Devyani finally learns about their affair. Brahma marries Uttara illegally; she takes Devyani's place and they also consummate their marriage. Uttara disbelieves when she warns her of Brahma's corrupt practices and womanizing tendencies. Brahma threatens to divorce Devyani and wed Uttara, to control her, but Devyani makes Brahma enraged as she goes ahead with the divorce, revealing all of his crimes in court due to which the CM gives a suspension threat.
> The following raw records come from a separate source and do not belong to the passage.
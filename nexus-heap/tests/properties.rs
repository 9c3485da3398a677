use nexus_heap::{HeapError, MetricsCollector, MetricsSnapshot, MinHeap};
use proptest::prelude::*;
use rand::rngs::SmallRng;
use rand::{Rng, SeedableRng};
use std::rc::Rc;

fn drain<T: Ord>(heap: &mut MinHeap<T>) -> Vec<T> {
    let mut out = Vec::with_capacity(heap.len());
    while let Ok(v) = heap.extract_min() {
        out.push(v);
    }
    out
}

fn sorted(mut v: Vec<i32>) -> Vec<i32> {
    v.sort();
    v
}

// ============================================================================
// Seeded randomized trials
// ============================================================================

#[test]
fn randomized_insert_then_drain_is_sorted() {
    let mut rng = SmallRng::seed_from_u64(123);
    for _ in 0..200 {
        let n = rng.random_range(0..300);
        let values: Vec<i32> = (0..n).map(|_| rng.random_range(0..1000)).collect();

        let mut heap = MinHeap::new();
        for &v in &values {
            heap.insert(v);
        }
        assert!(heap.is_heap());
        assert_eq!(drain(&mut heap), sorted(values));
        assert!(heap.is_empty());
    }
}

#[test]
fn randomized_mixed_operations_keep_invariant() {
    let mut rng = SmallRng::seed_from_u64(7);
    let metrics = Rc::new(MetricsCollector::new());
    let mut heap = MinHeap::with_config(1, true, Some(Rc::clone(&metrics)));
    let mut shadow: Vec<i32> = Vec::new();
    let mut last = metrics.snapshot();

    for _ in 0..5_000 {
        match rng.random_range(0..10) {
            0..=4 => {
                let v = rng.random_range(-500..500);
                heap.insert(v);
                shadow.push(v);
            }
            5..=6 => {
                let got = heap.extract_min();
                if shadow.is_empty() {
                    assert_eq!(got, Err(HeapError::EmptyStructure));
                } else {
                    let (pos, _) = shadow.iter().enumerate().min_by_key(|(_, v)| **v).unwrap();
                    assert_eq!(got, Ok(shadow.swap_remove(pos)));
                }
            }
            7..=8 => {
                if !heap.is_empty() {
                    let idx = rng.random_range(0..heap.len());
                    let current = heap.as_slice()[idx];
                    let new_value = current - rng.random_range(0..50);
                    heap.decrease_key(idx, new_value).unwrap();
                    let pos = shadow.iter().position(|&v| v == current).unwrap();
                    shadow[pos] = new_value;
                }
            }
            _ => {
                let extra: Vec<i32> = (0..rng.random_range(0..20))
                    .map(|_| rng.random_range(-500..500))
                    .collect();
                shadow.extend(&extra);
                heap.merge(MinHeap::build_heap(extra));
            }
        }

        assert!(heap.is_heap());
        assert_eq!(heap.len(), shadow.len());

        let now = metrics.snapshot();
        assert!(now.dominates(&last));
        last = now;
    }

    assert_eq!(drain(&mut heap), sorted(shadow));
}

// ============================================================================
// Scenario checks
// ============================================================================

#[test]
fn merge_then_drain() {
    let mut a = MinHeap::from_slice(&[1, 4, 7]);
    let b = MinHeap::from_slice(&[2, 3, 6]);
    a.merge(b);
    assert_eq!(drain(&mut a), vec![1, 2, 3, 4, 6, 7]);
}

#[test]
fn merge_reports_to_destination_only() {
    let dest = Rc::new(MetricsCollector::new());
    let src = Rc::new(MetricsCollector::new());

    let mut a = MinHeap::with_config(16, true, Some(Rc::clone(&dest)));
    a.insert(5);
    let mut b = MinHeap::with_config(16, true, Some(Rc::clone(&src)));
    b.insert(1);
    b.insert(2);

    let src_before = src.snapshot();
    let dest_before = dest.snapshot();
    a.merge(b);

    assert_eq!(src.snapshot(), src_before);
    let d = dest.snapshot().delta(&dest_before);
    assert!(d.array_accesses >= 2);
    assert!(d.comparisons >= 1);
    assert_eq!(a.peek(), Ok(&1));
}

#[test]
fn reset_between_phases() {
    let mut heap = MinHeap::build_heap((0..64).rev().collect::<Vec<i32>>());
    assert!(heap.metrics().comparisons() > 0);

    heap.metrics().reset();
    assert_eq!(heap.metrics().snapshot(), MetricsSnapshot::default());

    heap.extract_min().unwrap();
    assert!(heap.metrics().comparisons() > 0);
    assert_eq!(heap.metrics().allocations(), 0);
}

#[test]
fn failures_leave_heap_unchanged() {
    let mut heap = MinHeap::from_slice(&[3, 1, 2]);
    let storage = heap.as_slice().to_vec();

    assert!(heap.decrease_key(5, 0).is_err());
    assert!(heap.decrease_key(0, 100).is_err());
    assert_eq!(heap.as_slice(), storage.as_slice());
    assert_eq!(heap.len(), 3);
}

#[test]
fn errors_are_std_errors() {
    fn takes_error(_: &dyn std::error::Error) {}
    takes_error(&HeapError::EmptyStructure);
}

// ============================================================================
// Properties
// ============================================================================

proptest! {
    #[test]
    fn build_heap_drain_is_sorted(values in prop::collection::vec(any::<i32>(), 0..500)) {
        let mut heap = MinHeap::build_heap(values.clone());
        prop_assert!(heap.is_heap());
        prop_assert_eq!(drain(&mut heap), sorted(values));
    }

    #[test]
    fn insert_drain_matches_build_drain(values in prop::collection::vec(-1000i32..1000, 0..300)) {
        let mut inserted = MinHeap::new();
        inserted.extend(values.iter().copied());
        let mut built = MinHeap::from_slice(&values);
        prop_assert_eq!(drain(&mut inserted), drain(&mut built));
    }

    #[test]
    fn merge_is_union(
        left in prop::collection::vec(any::<i32>(), 0..200),
        right in prop::collection::vec(any::<i32>(), 0..200),
    ) {
        let mut a = MinHeap::build_heap(left.clone());
        a.merge(MinHeap::build_heap(right.clone()));
        prop_assert!(a.is_heap());

        let mut expected = left;
        expected.extend(right);
        prop_assert_eq!(drain(&mut a), sorted(expected));
    }

    #[test]
    fn peek_is_minimum(values in prop::collection::vec(any::<i32>(), 1..200)) {
        let heap = MinHeap::from_slice(&values);
        prop_assert_eq!(heap.peek(), Ok(values.iter().min().unwrap()));
    }

    #[test]
    fn capacity_never_shrinks(values in prop::collection::vec(any::<u16>(), 0..200)) {
        let mut heap = MinHeap::with_capacity(1);
        let mut cap = heap.capacity();
        for v in values {
            heap.insert(v);
            prop_assert!(heap.capacity() >= cap);
            prop_assert!(heap.capacity() >= heap.len());
            cap = heap.capacity();
        }
        heap.clear();
        prop_assert_eq!(heap.capacity(), cap);
    }
}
Later, Uttara too decides to leave him when it is revealed that Brahma's crimes will be taken to a criminal court of law. Shocked and finally, Aditya realizes Brahma's evil truth and disowns him. Blaming Priya for all this, Brahma kidnaps and tries to rape her but gets arrested. The family and Tara forgives Uttara for her deeds but later the whole family finds out, Uttara is pregnant with Brahma's child, though Tara is still unaware of the pregnancy. Broken and mentally disabled, Brahma is back. Uttara plans to become the DIG of Haryana, leaving causes Brahma frustrated and he dies in a car accident.

1 year later

Devyani, Aditya and Priya are living peacefully. Aditya is a hugely successful party leader of his political party. Pregnant, Priya is a successful lawyer. Uttara has delivered Shravan, her and Brahma's son who becomes heir to Brahma's fortune.

Cast

Main
 Raqesh Bapat as Aditya Brahmanand Jakhar: Brahma and Devyani's son; Uttara's nephew and stepson; Gaurav's brother; Tara and Shravan's cousin and half-brother; Priya's husband (2010–2012)
 Ridhi Dogra as Priya Prabhat Pradhan/Priya Aditya Jakhar: Prabhat's daughter; Aditya's wife (2010–2012)

Recurring
 Indrani Halder Ghosh as Devyani Bindra/Devyani Brahmanand Jakhar: Uttara's sister; Brahma's first wife; Aditya and Gaurav’s mother; Tara and Shravan's aunt (2010–2012)
 Kamya Panjabi as Uttara Bindra/Uttara Rishabh Raheja/Uttara Brahmanand Jakhar: Devyani's sister; Rishabh's murderer and former wife; Brahma's second wife; Tara and Shravan's mother; Aditya and Gaurav's aunt and stepmother (2010–2012)
 Unknown as Shravan Brahmanand Jakhar: Uttara and Brahma's son; Devyani's nephew and stepson; Tara, Aditya and Gaurav's half-brother (2012)
 Vishwajeet Pradhan as Brahmanand "Brahma" Jakhar: Devyani and Uttara's husband; Gaurav, Aditya and Shravan's father; Tara's uncle and stepfather (2010–2012)
 Vindhya Tiwari as Vidya Gaurav Jakhar: Gaurav's wife (2010–2012)
 Dakssh Ajit Singh as Gaurav Brahmanand Jakhar: Brahma and Devyani's son; Uttara's nephew and stepson; Aditya's brother; Tara and Shravan's cousin and half-brother; Karan's gay lover; Vidya’s husband (2010–2012)
 Navika Kotia as Tara Rishabh Raheja: Rishabh and Uttara's daughter; Devyani's niece; Brahma's stepdaughter; Aditya, Gaurav and Shravan's cousin and half-sister (2010–2012)
 Sushil Parashar as Prabhat Pradhan: Priya's father (2010–2012)
 Karan Singh as Karan Roy: Gaurav’s gay lover and boyfriend (2010–2012)
 Nivin Ramani as Cheenu/Gagan pradhan
 Arun Bali as Baauji
 Shashwita Sharma as Imli
 Fenil Umrigar as Sweety
 Amit Dhawan as Rishabh Raheja: Uttara's former husband; Tara's father (2010)
 Diwakar Pundir
 Nishant Tanwar, Vidya's Brother
 Mona Ambegaonkar, Karan's Mother

Guests
Abhishek Bachchan as ACP Vishnu Kamat: To promote his film Dum Maaro Dum (2011)
Rana Daggubati as Joki Fernandez: To promote his film Dum Maaro Dum (2011)

Reception

Critics
The series is remembered as the first show on Indian television to have a gay storyline shown crucial screenspace.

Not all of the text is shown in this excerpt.